Not so. Having an idea isn't easy. Relativity was "just" an idea long before there was any practical application of it, and it was "just an idea" that took a lot of work. It's simply not true that ideas are easy but practical application is hard. Actually the reverse can be true, sometimes an idea can take a lifetime to develop while the practical applications are trivial by comparison. Nor is it true that "Ideas and theories only prove their worth when something practical is done with them". This one really sends me actually! There's currently no application for theories of black holes, but those theories are worthwhile in their own right, for if there's anything that makes humans worthwhile, it's their ability to conceive of such ideas as black holes. Physics and mathematics, art and music are valuable in themselves regardless of practical application because they are edifying, beautiful, they are something we can be proud of amidst all our failings as a species. So if we wipe ourselves out, by nuclear weapons or some such stupidity, or if we are wiped-out by an asteroid, even if we never reach Mars, future intelligences may find our writings and movies and learn that we dreamed of going to Mars.

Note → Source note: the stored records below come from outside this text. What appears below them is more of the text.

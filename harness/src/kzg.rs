use std::path::Path;

use kzg_blob_vectors_primitives::{blob::Blob, helpers, Bytes32, Bytes48};

use crate::errors::HarnessError;

/// Opaque commitment bytes (a compressed G1 point), never decoded here.
#[derive(Clone, Copy, Debug, PartialEq, Eq, Hash)]
pub struct KzgCommitment(pub Bytes48);

/// Opaque opening-proof bytes (a compressed G1 point).
#[derive(Clone, Copy, Debug, PartialEq, Eq, Hash)]
pub struct KzgProof(pub Bytes48);

impl KzgCommitment {
    pub fn to_hex(&self) -> String {
        helpers::to_hex(&self.0)
    }
}

impl KzgProof {
    pub fn to_hex(&self) -> String {
        helpers::to_hex(&self.0)
    }
}

/// The four primitives consumed from a KZG library.
///
/// Implementations hold no state of their own: everything they need lives in
/// [`KzgBackend::Settings`], which is loaded once and then only read.
pub trait KzgBackend {
    type Settings;

    /// Fails if the file is missing or malformed.
    fn load_trusted_setup(path: &Path) -> Result<Self::Settings, HarnessError>;

    /// Fails if the blob has the wrong size or holds a non-canonical element.
    fn blob_to_kzg_commitment(
        blob: &Blob,
        settings: &Self::Settings,
    ) -> Result<KzgCommitment, HarnessError>;

    /// Opens the blob polynomial at `z`, returning the proof and `y = p(z)`.
    /// Fails on a malformed blob or a non-canonical `z`.
    fn compute_kzg_proof(
        blob: &Blob,
        z: &Bytes32,
        settings: &Self::Settings,
    ) -> Result<(KzgProof, Bytes32), HarnessError>;

    /// Returns `Ok(false)` for a well-formed but invalid proof.
    fn verify_kzg_proof(
        commitment: &KzgCommitment,
        z: &Bytes32,
        y: &Bytes32,
        proof: &KzgProof,
        settings: &Self::Settings,
    ) -> Result<bool, HarnessError>;
}

/// A wrapper over a KZG backend that holds the trusted setup parameters.
pub struct Kzg<B: KzgBackend> {
    settings: B::Settings,
}

impl<B: KzgBackend> Kzg<B> {
    pub fn new(settings: B::Settings) -> Self {
        Self { settings }
    }

    /// Loads the trusted setup from `path` through the backend.
    pub fn load_trusted_setup(path: &Path) -> Result<Self, HarnessError> {
        Ok(Self::new(B::load_trusted_setup(path)?))
    }

    pub fn settings(&self) -> &B::Settings {
        &self.settings
    }

    /// Converts a blob to a kzg commitment.
    pub fn blob_to_kzg_commitment(&self, blob: &Blob) -> Result<KzgCommitment, HarnessError> {
        B::blob_to_kzg_commitment(blob, &self.settings)
    }

    /// Computes the kzg proof for a given `blob` and an evaluation point `z`
    pub fn compute_kzg_proof(
        &self,
        blob: &Blob,
        z: &Bytes32,
    ) -> Result<(KzgProof, Bytes32), HarnessError> {
        B::compute_kzg_proof(blob, z, &self.settings)
    }

    /// Verifies a `proof` for a `commitment` that evaluating a polynomial at `z` results in `y`
    pub fn verify_kzg_proof(
        &self,
        commitment: &KzgCommitment,
        z: &Bytes32,
        y: &Bytes32,
        proof: &KzgProof,
    ) -> Result<bool, HarnessError> {
        B::verify_kzg_proof(commitment, z, y, proof, &self.settings)
    }
}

First of all sorry you got downvoted, because this is actually a pretty good response.

You are indeed correct that not all ideas (or theories) are easy. I think in the case of flight the practicality dominates the theories because they have to be combined just right to actually work.

Whereas your example of relativity, it's indeed the theory that is the hardest part (and Einstein got the proper recognition for that, not the one who practically applied it).

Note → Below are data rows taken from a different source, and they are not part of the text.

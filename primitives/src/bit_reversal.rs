//! Radix-2 bit-reversal permutation.
//!
//! Blobs store evaluations in natural index order while the evaluation
//! domain is enumerated in bit-reversed order, so blob position `i` lives at
//! the root of unity raised to `reverse_bits(i, n)`.

use crate::errors::KzgError;

/// Number of bits needed to address a domain of `order` elements.
///
/// # Returns
/// * `Err(KzgError::InvalidDomainSize)` unless `order` is a power of two.
pub fn log2_domain_size(order: usize) -> Result<u32, KzgError> {
    if !order.is_power_of_two() {
        return Err(KzgError::InvalidDomainSize(order));
    }
    Ok(order.trailing_zeros())
}

/// Reverses the low `log2(order)` bits of `index`.
///
/// `index` is written most significant bit first, zero padded to exactly
/// `log2(order)` bits, and the bit string is read back in reverse. Applying
/// the function twice returns the original index.
///
/// # Errors
/// * `KzgError::InvalidDomainSize` if `order` is not a power of two.
/// * `KzgError::IndexOutOfRange` if `index >= order`.
///
/// # Example
/// ```
/// use kzg_blob_vectors_primitives::bit_reversal::reverse_bits;
///
/// assert_eq!(reverse_bits(1, 4096).unwrap(), 2048);
/// assert_eq!(reverse_bits(0b0000_0000_0110, 4096).unwrap(), 0b0110_0000_0000);
/// assert!(reverse_bits(4096, 4096).is_err());
/// ```
pub fn reverse_bits(index: usize, order: usize) -> Result<usize, KzgError> {
    let bits = log2_domain_size(order)?;
    if index >= order {
        return Err(KzgError::IndexOutOfRange {
            index,
            domain_size: order,
        });
    }
    if bits == 0 {
        return Ok(0);
    }
    Ok(index.reverse_bits() >> (usize::BITS - bits))
}

/// Reorders `items` so that position `i` holds `items[reverse_bits(i, len)]`.
///
/// The length of `items` is the domain order and must be a power of two.
pub fn bit_reversal_permutation<T: Clone>(items: &[T]) -> Result<Vec<T>, KzgError> {
    let order = items.len();
    log2_domain_size(order)?;
    (0..order)
        .map(|i| reverse_bits(i, order).map(|j| items[j].clone()))
        .collect()
}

Going to make a weird comparison here, but it's basically like a chicken coming out of an egg. We only see an egg at one moment, and the next there is a chicken coming out. We don't really notice there has been a lot of stuff going on within the egg a long time before it came out. Seems the same as with innovations or discoveries. Suddenly it seems to be there.

But I stand corrected that it's not always the practical application that dominates, sometimes it's indeed the theory that is the biggest achievement.


You are kind of contradicting yourself: Nothing is really new! Except the theory of relativity, proving ideas are hard!


I didn't say developing an existing idea was easy, I just said it wasn't entirely original; that all ideas are the result of breeding between existing ideas is no measure of how hard are to develop!